The researchers examined possible reasons and concluded that input
costs were high (salaries, cost of pharmaceutical), and that the complex
payment system in the U.S. added higher administrative costs.
Comparison countries in Canada and Europe were much more willing to
exert monopsony
power to drive down prices, whilst the highly fragmented buy side of
the U.S. health system was one factor that could explain the relatively
high prices in the United States of America. The current fee-for-service
payment system also stimulates expensive care by promoting procedures
over visits through financially rewarding the former ($1,500 – for doing
a 10-minute procedure) vs. the latter ($50 – for a 30–45 minute visit). This causes the proliferation of specialists (more expensive care) and creating, what Don Berwick refers to as, "the world's best healthcare system for rescue care".

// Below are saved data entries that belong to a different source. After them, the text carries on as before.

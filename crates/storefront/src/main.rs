//! Prier Storefront - streaming public storefront.
//!
//! This binary serves the public-facing storefront on port 3000.
//!
//! # Architecture
//!
//! - Axum web framework, responses streamed in chunks
//! - Askama templates for server-side rendering
//! - Shopify Storefront API for products, collections, and cart
//! - Critical data is awaited before the first byte, secondary data is
//!   streamed into placeholders as it resolves

#![cfg_attr(not(test), forbid(unsafe_code))]

use std::sync::Arc;

use prier_storefront::config::StorefrontConfig;
use prier_storefront::routes;
use prier_storefront::shopify::StorefrontClient;
use prier_storefront::state::AppState;
use sentry::integrations::tracing as sentry_tracing;
use tracing_subscriber::{layer::SubscriberExt, util::SubscriberInitExt};

/// Initialize Sentry error tracking and return guard that must be kept alive.
fn init_sentry(config: &StorefrontConfig) -> Option<sentry::ClientInitGuard> {
    let dsn = config.sentry_dsn.as_ref()?;

    let guard = sentry::init((
        dsn.as_str(),
        sentry::ClientOptions {
            release: sentry::release_name!(),
            environment: config
                .sentry_environment
                .clone()
                .map(std::borrow::Cow::Owned),
            attach_stacktrace: true,
            ..Default::default()
        },
    ));

    tracing::info!("Sentry initialized");
    Some(guard)
}

/// Filter tracing events to Sentry event types.
fn sentry_event_filter(metadata: &tracing::Metadata<'_>) -> sentry_tracing::EventFilter {
    match *metadata.level() {
        tracing::Level::ERROR | tracing::Level::WARN => sentry_tracing::EventFilter::Event,
        tracing::Level::INFO | tracing::Level::DEBUG => sentry_tracing::EventFilter::Breadcrumb,
        _ => sentry_tracing::EventFilter::Ignore,
    }
}

#[tokio::main]
async fn main() -> Result<(), Box<dyn std::error::Error>> {
    // Load configuration from environment (needed for Sentry init)
    let config = StorefrontConfig::from_env()?;

    // Initialize Sentry (must be done before tracing subscriber)
    let _sentry_guard = init_sentry(&config);

    // Defaults to info level for our crate if RUST_LOG is not set
    let env_filter = tracing_subscriber::EnvFilter::try_from_default_env()
        .unwrap_or_else(|_| "prier_storefront=info,tower_http=debug".into());

    tracing_subscriber::registry()
        .with(env_filter)
        .with(tracing_subscriber::fmt::layer())
        .with(sentry_tracing::layer().event_filter(sentry_event_filter))
        .init();

    let storefront = StorefrontClient::new(&config.shopify);
    tracing::info!(store = %config.shopify.store, "Storefront API client created");

    let addr = config.socket_addr();
    let state = AppState::new(config, Arc::new(storefront));
    let app = routes::app(state);

    let listener = tokio::net::TcpListener::bind(addr).await?;
    tracing::info!("storefront listening on {}", addr);

    axum::serve(listener, app)
        .with_graceful_shutdown(shutdown_signal())
        .await?;

    Ok(())
}

/// Wait for shutdown signal (Ctrl+C or SIGTERM).
async fn shutdown_signal() {
    let ctrl_c = async {
        if let Err(e) = tokio::signal::ctrl_c().await {
            tracing::error!(error = %e, "Failed to install Ctrl+C handler");
            std::future::pending::<()>().await;
        }
    };

    #[cfg(unix)]
    let terminate = async {
        match tokio::signal::unix::signal(tokio::signal::unix::SignalKind::terminate()) {
            Ok(mut signal) => {
                signal.recv().await;
            }
            Err(e) => {
                tracing::error!(error = %e, "Failed to install SIGTERM handler");
                std::future::pending::<()>().await;
            }
        }
    };

    #[cfg(not(unix))]
    let terminate = std::future::pending::<()>();

    tokio::select! {
        () = ctrl_c => {},
        () = terminate => {},
    }

    tracing::info!("Shutdown signal received, starting graceful shutdown");
}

Other studies have found no consistent and systematic
relationship between the type of financing of health care and cost
containment; the efficiency of operation of the health care system
itself appears to depend much more on how providers are paid and how the
delivery of care is organized than on the method used to raise these
funds.
Some supporters argue that government involvement in health care
would reduce costs not just because of the exercise of monopsony power,
e.g. in drug purchasing,
but also because it eliminates profit margins and administrative
overhead associated with private insurance, and because it can make use
of economies of scale
in administration. In certain circumstances, a volume purchaser may be
able to guarantee sufficient volume to reduce overall prices while
providing greater profitability to the seller, such as in so-called "purchase commitment" programs. Economist Arnold Kling attributes the present cost crisis mainly to the practice of what he calls premium medicine, which overuses expensive forms of technology that is of marginal or no proven benefit.
Milton Friedman
has argued that government has weak incentives to reduce costs because
"nobody spends somebody else’s money as wisely or as frugally as he
spends his own".
Others contend that health care consumption is not like other consumer
consumption. Firstly there is a negative utility of consumption
(consuming more health care does not make one better off) and secondly
there is an information asymmetry between consumer and supplier.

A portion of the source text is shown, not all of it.